Pourtant, les libérations conditionnelles en France ne concernent que 10 % des détenus, taux parmi les plus bas en Europe. Parce que la délinquance se nourrit souvent de la précarité et de l’exclusion, agir pour l’insertion est le garant d’une société offrant d’autres perspectives à des personnes que l’économie marginalise.
L’accompagnement social est alors un moyen de prévenir la délinquance, ainsi qu’une solution pour lutter contre la récidive.
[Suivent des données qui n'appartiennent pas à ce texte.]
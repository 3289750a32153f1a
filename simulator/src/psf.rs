//! Point spread function models for the confocal detection volume.
//!
//! The simulation only needs one capability from a PSF: the detection-weighted
//! intensity at a radial distance from the optical axis and an axial position
//! along it. Models implement [`Psf`]; the emission stage squares the returned
//! value to combine the excitation and detection profiles.
//!
//! # Models
//! - [`GaussianPsf`]: separable 3D Gaussian, analytical
//! - [`TabulatedPsf`]: numerically computed profile sampled on a radial × axial grid
//! - [`ConstantPsf`]: uniform illumination, mostly for tests and calibration

use crate::algo::bilinear::BilinearInterpolator;
use crate::errors::{Result, SimulationError};
use ndarray::{Array1, Array2, ArrayView1, Zip};
use serde::{Deserialize, Serialize};
use std::path::Path;
use std::sync::Arc;

/// Detection-weighted intensity profile of the optical system.
///
/// Implementations must be pure and deterministic. Inputs are finite.
pub trait Psf: Send + Sync {
    /// Short model name used in logs and run records.
    fn name(&self) -> &str;

    /// Intensity at radial distance `radial` and axial position `axial`, in meters.
    fn eval_xz(&self, radial: f64, axial: f64) -> f64;

    /// Vectorized [`Psf::eval_xz`] over matching radial and axial arrays.
    fn eval_xz_array(&self, radial: ArrayView1<'_, f64>, axial: ArrayView1<'_, f64>) -> Array1<f64> {
        Zip::from(&radial)
            .and(&axial)
            .map_collect(|&r, &z| self.eval_xz(r, z))
    }
}

impl<P: Psf + ?Sized> Psf for Arc<P> {
    fn name(&self) -> &str {
        (**self).name()
    }

    fn eval_xz(&self, radial: f64, axial: f64) -> f64 {
        (**self).eval_xz(radial, axial)
    }

    fn eval_xz_array(&self, radial: ArrayView1<'_, f64>, axial: ArrayView1<'_, f64>) -> Array1<f64> {
        (**self).eval_xz_array(radial, axial)
    }
}

/// Gaussian PSF with independent radial and axial widths.
///
/// ```text
/// I(r, z) = exp(-r² / 2σr² - (z - zc)² / 2σz²)
/// ```
#[derive(Debug, Clone, Copy, PartialEq, Serialize, Deserialize)]
pub struct GaussianPsf {
    /// Radial standard deviation in meters
    pub sigma_radial: f64,
    /// Axial standard deviation in meters
    pub sigma_axial: f64,
    /// Axial position of the focus in meters
    pub center_axial: f64,
}

impl GaussianPsf {
    pub fn new(sigma_radial: f64, sigma_axial: f64) -> Result<Self> {
        if !(sigma_radial > 0.0 && sigma_axial > 0.0)
            || !sigma_radial.is_finite()
            || !sigma_axial.is_finite()
        {
            return Err(SimulationError::Configuration(format!(
                "Gaussian PSF widths must be positive and finite, got ({sigma_radial}, {sigma_axial})"
            )));
        }
        Ok(Self {
            sigma_radial,
            sigma_axial,
            center_axial: 0.0,
        })
    }

    /// Move the focus along the optical axis.
    pub fn with_center(mut self, center_axial: f64) -> Self {
        self.center_axial = center_axial;
        self
    }
}

impl Psf for GaussianPsf {
    fn name(&self) -> &str {
        "gauss"
    }

    fn eval_xz(&self, radial: f64, axial: f64) -> f64 {
        let dz = axial - self.center_axial;
        (-(radial * radial) / (2.0 * self.sigma_radial * self.sigma_radial)
            - (dz * dz) / (2.0 * self.sigma_axial * self.sigma_axial))
            .exp()
    }
}

/// Uniform PSF returning the same intensity everywhere.
#[derive(Debug, Clone, Copy, PartialEq)]
pub struct ConstantPsf(pub f64);

impl Psf for ConstantPsf {
    fn name(&self) -> &str {
        "constant"
    }

    fn eval_xz(&self, _radial: f64, _axial: f64) -> f64 {
        self.0
    }
}

/// On-disk form of a tabulated PSF.
#[derive(Debug, Clone, Serialize, Deserialize)]
pub struct TabulatedPsfData {
    /// Radial grid in meters, ascending from zero
    pub radial: Vec<f64>,
    /// Axial grid in meters, ascending from zero (profile is mirrored for z < 0)
    pub axial: Vec<f64>,
    /// Intensities indexed as `values[axial_index][radial_index]`
    pub values: Vec<Vec<f64>>,
}

/// Numerically computed PSF sampled on a radial × axial grid.
///
/// The profile is assumed symmetric about the focal plane, so only `z ≥ 0` is
/// tabulated. Intensities between grid points are bilinearly interpolated and
/// positions beyond the grid see zero intensity.
#[derive(Debug, Clone)]
pub struct TabulatedPsf {
    grid: BilinearInterpolator,
}

impl TabulatedPsf {
    pub fn new(radial: Vec<f64>, axial: Vec<f64>, values: Array2<f64>) -> Result<Self> {
        if values.iter().any(|v| !v.is_finite() || *v < 0.0) {
            return Err(SimulationError::Configuration(
                "tabulated PSF values must be finite and non-negative".to_string(),
            ));
        }
        let grid = BilinearInterpolator::new(radial, axial, values)
            .map_err(|e| SimulationError::Configuration(format!("tabulated PSF grid: {e}")))?;
        Ok(Self { grid })
    }

    pub fn from_data(data: TabulatedPsfData) -> Result<Self> {
        let rows = data.values.len();
        let cols = data.values.first().map_or(0, Vec::len);
        if data.values.iter().any(|row| row.len() != cols) {
            return Err(SimulationError::Configuration(
                "tabulated PSF rows have different lengths".to_string(),
            ));
        }
        let flat: Vec<f64> = data.values.into_iter().flatten().collect();
        let values = Array2::from_shape_vec((rows, cols), flat)
            .map_err(|e| SimulationError::Configuration(format!("tabulated PSF shape: {e}")))?;
        Self::new(data.radial, data.axial, values)
    }

    /// Load a tabulated PSF from a JSON file.
    pub fn load_from_file(path: &Path) -> Result<Self> {
        let json = std::fs::read_to_string(path).map_err(|e| {
            SimulationError::Configuration(format!("cannot read PSF {}: {e}", path.display()))
        })?;
        let data: TabulatedPsfData = serde_json::from_str(&json).map_err(|e| {
            SimulationError::Configuration(format!("cannot parse PSF {}: {e}", path.display()))
        })?;
        Self::from_data(data)
    }

    /// Tabulate any PSF on the given grid.
    pub fn sample<P: Psf + ?Sized>(psf: &P, radial: Vec<f64>, axial: Vec<f64>) -> Result<Self> {
        let values =
            Array2::from_shape_fn((axial.len(), radial.len()), |(j, i)| psf.eval_xz(radial[i], axial[j]));
        Self::new(radial, axial, values)
    }
}

impl Psf for TabulatedPsf {
    fn name(&self) -> &str {
        "numeric"
    }

    fn eval_xz(&self, radial: f64, axial: f64) -> f64 {
        self.grid.interpolate(radial.abs(), axial.abs()).unwrap_or(0.0)
    }
}

#[cfg(test)]
mod tests {
    use super::*;
    use approx::assert_relative_eq;
    use ndarray::array;

    #[test]
    fn test_gaussian_peak_and_width() {
        let psf = GaussianPsf::new(0.2e-6, 0.6e-6).unwrap();
        assert_relative_eq!(psf.eval_xz(0.0, 0.0), 1.0);
        assert_relative_eq!(psf.eval_xz(0.2e-6, 0.0), (-0.5f64).exp(), max_relative = 1e-12);
        assert_relative_eq!(psf.eval_xz(0.0, -0.6e-6), (-0.5f64).exp(), max_relative = 1e-12);
    }

    #[test]
    fn test_gaussian_center_shift() {
        let psf = GaussianPsf::new(1e-7, 3e-7).unwrap().with_center(1e-7);
        assert_relative_eq!(psf.eval_xz(0.0, 1e-7), 1.0);
        assert!(psf.eval_xz(0.0, 0.0) < 1.0);
    }

    #[test]
    fn test_gaussian_rejects_bad_widths() {
        assert!(GaussianPsf::new(0.0, 1e-6).is_err());
        assert!(GaussianPsf::new(1e-6, f64::INFINITY).is_err());
    }

    #[test]
    fn test_vectorized_matches_scalar() {
        let psf = GaussianPsf::new(0.2e-6, 0.6e-6).unwrap();
        let r = array![0.0, 1e-7, 3e-7];
        let z = array![0.0, -2e-7, 5e-7];
        let out = psf.eval_xz_array(r.view(), z.view());
        for i in 0..3 {
            assert_eq!(out[i], psf.eval_xz(r[i], z[i]));
        }
    }

    #[test]
    fn test_tabulated_matches_source_on_grid() {
        let gauss = GaussianPsf::new(0.2e-6, 0.6e-6).unwrap();
        let radial: Vec<f64> = (0..41).map(|i| i as f64 * 0.025e-6).collect();
        let axial: Vec<f64> = (0..61).map(|i| i as f64 * 0.05e-6).collect();
        let psf = TabulatedPsf::sample(&gauss, radial, axial).unwrap();

        assert_relative_eq!(psf.eval_xz(0.1e-6, 0.5e-6), gauss.eval_xz(0.1e-6, 0.5e-6), max_relative = 1e-9);
        assert_relative_eq!(psf.eval_xz(0.1e-6, -0.5e-6), psf.eval_xz(0.1e-6, 0.5e-6));
        // Between grid points the interpolation stays close to the analytical profile
        assert_relative_eq!(psf.eval_xz(0.11e-6, 0.52e-6), gauss.eval_xz(0.11e-6, 0.52e-6), epsilon = 1e-2);
    }

    #[test]
    fn test_tabulated_zero_outside_grid() {
        let psf = TabulatedPsf::new(vec![0.0, 1e-6], vec![0.0, 1e-6], Array2::ones((2, 2))).unwrap();
        assert_eq!(psf.eval_xz(2e-6, 0.0), 0.0);
        assert_eq!(psf.eval_xz(0.0, -2e-6), 0.0);
        assert_eq!(psf.eval_xz(0.5e-6, -0.5e-6), 1.0);
    }

    #[test]
    fn test_tabulated_from_json() {
        let json = r#"{"radial":[0.0,1e-6],"axial":[0.0,2e-6],"values":[[1.0,0.5],[0.5,0.0]]}"#;
        let data: TabulatedPsfData = serde_json::from_str(json).unwrap();
        let psf = TabulatedPsf::from_data(data).unwrap();
        assert_relative_eq!(psf.eval_xz(0.5e-6, 0.0), 0.75);
        assert_relative_eq!(psf.eval_xz(0.5e-6, 1e-6), 0.5);
    }

    #[test]
    fn test_tabulated_rejects_ragged_rows() {
        let data = TabulatedPsfData {
            radial: vec![0.0, 1.0],
            axial: vec![0.0, 1.0],
            values: vec![vec![1.0, 0.5], vec![0.5]],
        };
        assert!(matches!(
            TabulatedPsf::from_data(data),
            Err(SimulationError::Configuration(_))
        ));
    }
}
L’accès à l’emploi – à la formation lorsque nécessaire – et au logement ou, à défaut à l’hébergement, sont au coeur des stratégies d’insertion, pendant et après l’exécution de la peine.
UN RÔLE DE PREMIER PLAN
Aux côtés de l’administration pénitentiaire, les associations d’accueil et d’insertion ont donc un rôle de premier plan à jouer.
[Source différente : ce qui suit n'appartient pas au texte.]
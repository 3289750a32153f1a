//! Numerical helpers used by the PSF models.

pub mod bilinear;

pub use bilinear::{BilinearInterpolator, InterpolationError};
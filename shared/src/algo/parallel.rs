//! Parallel processing utilities with deterministic seeding
//!
//! Work items are processed in parallel, but every item owns a random stream
//! derived from a base seed and its index, so results do not depend on thread
//! scheduling.

use ndarray::{ArrayViewMut1, ArrayViewMut2, Axis};
use rand::rngs::StdRng;
use rand::SeedableRng;
use rayon::prelude::*;

/// SplitMix64 finalizer, a bijective mixing of all 64 bits.
fn splitmix64(mut z: u64) -> u64 {
    z = z.wrapping_add(0x9E37_79B9_7F4A_7C15);
    z = (z ^ (z >> 30)).wrapping_mul(0xBF58_476D_1CE4_E5B9);
    z = (z ^ (z >> 27)).wrapping_mul(0x94D0_49BB_1331_11EB);
    z ^ (z >> 31)
}

/// Derive the seed of stream `index` from a base seed.
///
/// Both inputs are hashed. Seeds derived in two levels, e.g. engine `e` then
/// particle `p`, stay distinct across neighbouring `(e, p)` pairs.
pub fn stream_seed(seed: u64, index: usize) -> u64 {
    splitmix64(splitmix64(seed) ^ index as u64)
}

/// Create one independent RNG per stream, seeded with [`stream_seed`].
pub fn seeded_streams(seed: u64, count: usize) -> Vec<StdRng> {
    (0..count)
        .map(|i| StdRng::seed_from_u64(stream_seed(seed, i)))
        .collect()
}

/// Process the rows of a 2D array in parallel, each row with its own RNG.
///
/// Row `i` is always paired with `rngs[i]`. The RNGs are borrowed mutably so a
/// caller can keep advancing the same streams across successive chunks of a
/// longer sequence.
///
/// # Panics
/// Panics if the number of rows differs from the number of RNGs.
pub fn process_rows_in_parallel<F>(mut array: ArrayViewMut2<'_, f64>, rngs: &mut [StdRng], processor: F)
where
    F: Fn(ArrayViewMut1<'_, f64>, &mut StdRng) + Send + Sync,
{
    assert_eq!(
        array.nrows(),
        rngs.len(),
        "one RNG stream is required per row"
    );

    array
        .axis_iter_mut(Axis(0))
        .into_par_iter()
        .zip(rngs.par_iter_mut())
        .for_each(|(row, rng)| processor(row, rng));
}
La récente conférence de consensus sur la prévention de la récidive qui s’est tenue en février a ouvert la voie vers une nouvelle politique pénale.
En s’inspirant des études et pratiques étrangères, en auditionnant de nombreux experts ainsi que, pour la première fois, des personnes sous main de justice, cette conférence a permis de remettre au gouvernement un ensemble de propositions qu’il revient désormais à la garde des sceaux et au gouvernement de transformer en réformes.
D’autres pays, notamment anglo-saxons, que nul ne considère comme laxistes, ont depuis longtemps fait ces choix et mesuré leur efficacité. L’évaluation objective des politiques pénales est primordiale pour se garder des a priori idéologiques, des modes et des réactions émotives.
Au-delà des moyens qui seront nécessaires et difficiles à trouver dans la période que nous traversons, il faudra également de la pédagogie et du courage politique pour aller à l’encontre des préjugés.
Pour s’exercer efficacement, la justice a besoin de sérénité. C’est avec la même sérénité que nous espérons voir s’ouvrir les débats sur la future loi pénale.